*** Opening TASK MATERIAL ***

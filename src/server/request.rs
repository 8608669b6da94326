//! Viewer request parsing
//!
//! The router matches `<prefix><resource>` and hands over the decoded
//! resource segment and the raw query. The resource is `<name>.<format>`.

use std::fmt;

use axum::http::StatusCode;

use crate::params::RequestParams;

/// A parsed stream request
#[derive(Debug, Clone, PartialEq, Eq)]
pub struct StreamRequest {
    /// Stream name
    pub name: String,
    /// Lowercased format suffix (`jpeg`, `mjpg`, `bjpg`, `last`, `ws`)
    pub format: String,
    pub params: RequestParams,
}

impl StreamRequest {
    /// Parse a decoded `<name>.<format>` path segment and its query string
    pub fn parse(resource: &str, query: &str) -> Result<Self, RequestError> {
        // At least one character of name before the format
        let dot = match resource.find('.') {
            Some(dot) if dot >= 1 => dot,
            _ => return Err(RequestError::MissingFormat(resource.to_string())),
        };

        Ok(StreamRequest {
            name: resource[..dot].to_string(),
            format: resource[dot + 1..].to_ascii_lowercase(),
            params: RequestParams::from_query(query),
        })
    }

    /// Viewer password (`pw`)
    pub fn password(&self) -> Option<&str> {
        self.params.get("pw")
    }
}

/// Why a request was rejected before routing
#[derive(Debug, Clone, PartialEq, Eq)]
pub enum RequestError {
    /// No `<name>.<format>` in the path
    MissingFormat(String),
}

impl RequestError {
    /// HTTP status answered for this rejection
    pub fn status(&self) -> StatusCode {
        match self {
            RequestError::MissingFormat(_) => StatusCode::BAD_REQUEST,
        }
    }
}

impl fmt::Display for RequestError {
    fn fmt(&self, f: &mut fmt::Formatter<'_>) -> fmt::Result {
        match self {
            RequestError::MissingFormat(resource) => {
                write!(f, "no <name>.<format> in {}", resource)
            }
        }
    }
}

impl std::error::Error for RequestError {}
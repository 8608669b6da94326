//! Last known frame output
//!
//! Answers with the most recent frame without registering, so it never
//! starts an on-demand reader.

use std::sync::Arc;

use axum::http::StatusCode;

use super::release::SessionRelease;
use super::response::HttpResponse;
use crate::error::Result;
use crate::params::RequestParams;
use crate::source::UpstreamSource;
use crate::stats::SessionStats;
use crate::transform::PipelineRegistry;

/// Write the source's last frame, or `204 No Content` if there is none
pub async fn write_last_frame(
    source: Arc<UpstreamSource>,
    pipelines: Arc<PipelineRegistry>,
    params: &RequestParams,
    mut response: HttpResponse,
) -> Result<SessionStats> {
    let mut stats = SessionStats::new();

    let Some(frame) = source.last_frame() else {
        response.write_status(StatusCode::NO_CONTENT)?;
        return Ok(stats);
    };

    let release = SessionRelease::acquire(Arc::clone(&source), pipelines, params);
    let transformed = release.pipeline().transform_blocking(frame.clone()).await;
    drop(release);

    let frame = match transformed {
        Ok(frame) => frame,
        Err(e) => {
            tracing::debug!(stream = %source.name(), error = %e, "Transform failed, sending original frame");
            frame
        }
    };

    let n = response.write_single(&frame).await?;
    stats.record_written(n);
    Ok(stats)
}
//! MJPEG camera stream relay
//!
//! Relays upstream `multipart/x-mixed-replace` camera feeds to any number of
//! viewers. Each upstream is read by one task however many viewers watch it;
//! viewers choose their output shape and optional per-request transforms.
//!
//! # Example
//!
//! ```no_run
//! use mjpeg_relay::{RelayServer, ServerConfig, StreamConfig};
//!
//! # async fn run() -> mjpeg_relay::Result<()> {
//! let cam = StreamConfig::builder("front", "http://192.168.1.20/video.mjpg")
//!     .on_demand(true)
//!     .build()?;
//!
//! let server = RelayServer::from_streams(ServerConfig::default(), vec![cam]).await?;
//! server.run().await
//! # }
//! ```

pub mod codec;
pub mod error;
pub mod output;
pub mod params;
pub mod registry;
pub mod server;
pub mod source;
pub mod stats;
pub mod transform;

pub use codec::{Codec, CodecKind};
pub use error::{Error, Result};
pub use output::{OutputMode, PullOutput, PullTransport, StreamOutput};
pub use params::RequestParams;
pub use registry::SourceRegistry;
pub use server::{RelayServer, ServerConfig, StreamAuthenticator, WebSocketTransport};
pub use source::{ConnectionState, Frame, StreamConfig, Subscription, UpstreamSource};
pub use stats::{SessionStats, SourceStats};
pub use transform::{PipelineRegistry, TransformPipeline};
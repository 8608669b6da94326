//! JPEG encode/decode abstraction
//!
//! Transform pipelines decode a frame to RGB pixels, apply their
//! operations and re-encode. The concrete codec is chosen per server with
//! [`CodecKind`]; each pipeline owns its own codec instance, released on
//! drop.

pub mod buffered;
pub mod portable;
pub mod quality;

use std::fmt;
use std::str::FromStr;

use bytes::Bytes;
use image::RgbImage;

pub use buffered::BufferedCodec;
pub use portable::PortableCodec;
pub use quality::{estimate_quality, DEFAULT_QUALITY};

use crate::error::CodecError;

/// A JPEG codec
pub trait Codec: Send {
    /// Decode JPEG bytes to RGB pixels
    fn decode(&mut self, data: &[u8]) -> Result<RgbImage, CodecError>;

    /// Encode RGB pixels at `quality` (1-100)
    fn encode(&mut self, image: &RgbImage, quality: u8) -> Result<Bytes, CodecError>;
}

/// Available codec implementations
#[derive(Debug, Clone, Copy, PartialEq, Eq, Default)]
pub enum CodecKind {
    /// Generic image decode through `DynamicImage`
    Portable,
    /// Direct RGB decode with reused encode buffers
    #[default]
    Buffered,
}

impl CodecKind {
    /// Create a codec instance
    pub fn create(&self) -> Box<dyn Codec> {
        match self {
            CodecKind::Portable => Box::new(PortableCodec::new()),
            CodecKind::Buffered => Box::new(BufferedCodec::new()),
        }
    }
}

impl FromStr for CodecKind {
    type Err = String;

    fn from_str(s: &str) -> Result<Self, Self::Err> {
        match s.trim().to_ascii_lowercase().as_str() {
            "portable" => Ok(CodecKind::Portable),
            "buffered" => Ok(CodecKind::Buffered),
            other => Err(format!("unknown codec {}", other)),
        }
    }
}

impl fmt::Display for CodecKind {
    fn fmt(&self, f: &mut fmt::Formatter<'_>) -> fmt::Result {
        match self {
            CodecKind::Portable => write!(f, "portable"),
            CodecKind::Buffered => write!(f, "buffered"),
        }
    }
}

*** Closing TASK MATERIAL ***

EXERCISE PROMPT: Line by line, retype the data exactly as written.

ANSWER TO THIS EXERCISE:
filename src/server/request.rs
repository 8608669b6da94326
//! Viewer request parsing
//!
//! The router matches `<prefix><resource>` and hands over the decoded
//! resource segment and the raw query. The resource is `<name>.<format>`.

use std::fmt;

use axum::http::StatusCode;

use crate::params::RequestParams;

/// A parsed stream request
#[derive(Debug, Clone, PartialEq, Eq)]
pub struct StreamRequest {
    /// Stream name
    pub name: String,
    /// Lowercased format suffix (`jpeg`, `mjpg`, `bjpg`, `last`, `ws`)
    pub format: String,
    pub params: RequestParams,
}

impl StreamRequest {
    /// Parse a decoded `<name>.<format>` path segment and its query string
    pub fn parse(resource: &str, query: &str) -> Result<Self, RequestError> {
        // At least one character of name before the format
        let dot = match resource.find('.') {
            Some(dot) if dot >= 1 => dot,
            _ => return Err(RequestError::MissingFormat(resource.to_string())),
        };

        Ok(StreamRequest {
            name: resource[..dot].to_string(),
            format: resource[dot + 1..].to_ascii_lowercase(),
            params: RequestParams::from_query(query),
        })
    }

    /// Viewer password (`pw`)
    pub fn password(&self) -> Option<&str> {
        self.params.get("pw")
    }
}

/// Why a request was rejected before routing
#[derive(Debug, Clone, PartialEq, Eq)]
pub enum RequestError {
    /// No `<name>.<format>` in the path
    MissingFormat(String),
}

impl RequestError {
    /// HTTP status answered for this rejection
    pub fn status(&self) -> StatusCode {
        match self {
            RequestError::MissingFormat(_) => StatusCode::BAD_REQUEST,
        }
    }
}

impl fmt::Display for RequestError {
    fn fmt(&self, f: &mut fmt::Formatter<'_>) -> fmt::Result {
        match self {
            RequestError::MissingFormat(resource) => {
                write!(f, "no <name>.<format> in {}", resource)
            }
        }
    }
}

impl std::error::Error for RequestError {}
repository 8608669b6da94326
//! Last known frame output
//!
//! Answers with the most recent frame without registering, so it never
//! starts an on-demand reader.

use std::sync::Arc;

use axum::http::StatusCode;

use super::release::SessionRelease;
use super::response::HttpResponse;
use crate::error::Result;
use crate::params::RequestParams;
use crate::source::UpstreamSource;
use crate::stats::SessionStats;
use crate::transform::PipelineRegistry;

/// Write the source's last frame, or `204 No Content` if there is none
pub async fn write_last_frame(
    source: Arc<UpstreamSource>,
    pipelines: Arc<PipelineRegistry>,
    params: &RequestParams,
    mut response: HttpResponse,
) -> Result<SessionStats> {
    let mut stats = SessionStats::new();

    let Some(frame) = source.last_frame() else {
        response.write_status(StatusCode::NO_CONTENT)?;
        return Ok(stats);
    };

    let release = SessionRelease::acquire(Arc::clone(&source), pipelines, params);
    let transformed = release.pipeline().transform_blocking(frame.clone()).await;
    drop(release);

    let frame = match transformed {
        Ok(frame) => frame,
        Err(e) => {
            tracing::debug!(stream = %source.name(), error = %e, "Transform failed, sending original frame");
            frame
        }
    };

    let n = response.write_single(&frame).await?;
    stats.record_written(n);
    Ok(stats)
}
//! MJPEG camera stream relay
//!
//! Relays upstream `multipart/x-mixed-replace` camera feeds to any number of
//! viewers. Each upstream is read by one task however many viewers watch it;
//! viewers choose their output shape and optional per-request transforms.
//!
//! # Example
//!
//! ```no_run
//! use mjpeg_relay::{RelayServer, ServerConfig, StreamConfig};
//!
//! # async fn run() -> mjpeg_relay::Result<()> {
//! let cam = StreamConfig::builder("front", "http://192.168.1.20/video.mjpg")
//!     .on_demand(true)
//!     .build()?;
//!
//! let server = RelayServer::from_streams(ServerConfig::default(), vec![cam]).await?;
//! server.run().await
//! # }
//! ```

pub mod codec;
pub mod error;
pub mod output;
pub mod params;
pub mod registry;
pub mod server;
pub mod source;
pub mod stats;
pub mod transform;

pub use codec::{Codec, CodecKind};
pub use error::{Error, Result};
pub use output::{OutputMode, PullOutput, PullTransport, StreamOutput};
pub use params::RequestParams;
pub use registry::SourceRegistry;
pub use server::{RelayServer, ServerConfig, StreamAuthenticator, WebSocketTransport};
pub use source::{ConnectionState, Frame, StreamConfig, Subscription, UpstreamSource};
pub use stats::{SessionStats, SourceStats};
pub use transform::{PipelineRegistry, TransformPipeline};
repository 8608669b6da94326
//! JPEG encode/decode abstraction
//!
//! Transform pipelines decode a frame to RGB pixels, apply their
//! operations and re-encode. The concrete codec is chosen per server with
//! [`CodecKind`]; each pipeline owns its own codec instance, released on
//! drop.

pub mod buffered;
pub mod portable;
pub mod quality;

use std::fmt;
use std::str::FromStr;

use bytes::Bytes;
use image::RgbImage;

pub use buffered::BufferedCodec;
pub use portable::PortableCodec;
pub use quality::{estimate_quality, DEFAULT_QUALITY};

use crate::error::CodecError;

/// A JPEG codec
pub trait Codec: Send {
    /// Decode JPEG bytes to RGB pixels
    fn decode(&mut self, data: &[u8]) -> Result<RgbImage, CodecError>;

    /// Encode RGB pixels at `quality` (1-100)
    fn encode(&mut self, image: &RgbImage, quality: u8) -> Result<Bytes, CodecError>;
}

/// Available codec implementations
#[derive(Debug, Clone, Copy, PartialEq, Eq, Default)]
pub enum CodecKind {
    /// Generic image decode through `DynamicImage`
    Portable,
    /// Direct RGB decode with reused encode buffers
    #[default]
    Buffered,
}

impl CodecKind {
    /// Create a codec instance
    pub fn create(&self) -> Box<dyn Codec> {
        match self {
            CodecKind::Portable => Box::new(PortableCodec::new()),
            CodecKind::Buffered => Box::new(BufferedCodec::new()),
        }
    }
}

impl FromStr for CodecKind {
    type Err = String;

    fn from_str(s: &str) -> Result<Self, Self::Err> {
        match s.trim().to_ascii_lowercase().as_str() {
            "portable" => Ok(CodecKind::Portable),
            "buffered" => Ok(CodecKind::Buffered),
            other => Err(format!("unknown codec {}", other)),
        }
    }
}

impl fmt::Display for CodecKind {
    fn fmt(&self, f: &mut fmt::Formatter<'_>) -> fmt::Result {
        match self {
            CodecKind::Portable => write!(f, "portable"),
            CodecKind::Buffered => write!(f, "buffered"),
        }
    }
}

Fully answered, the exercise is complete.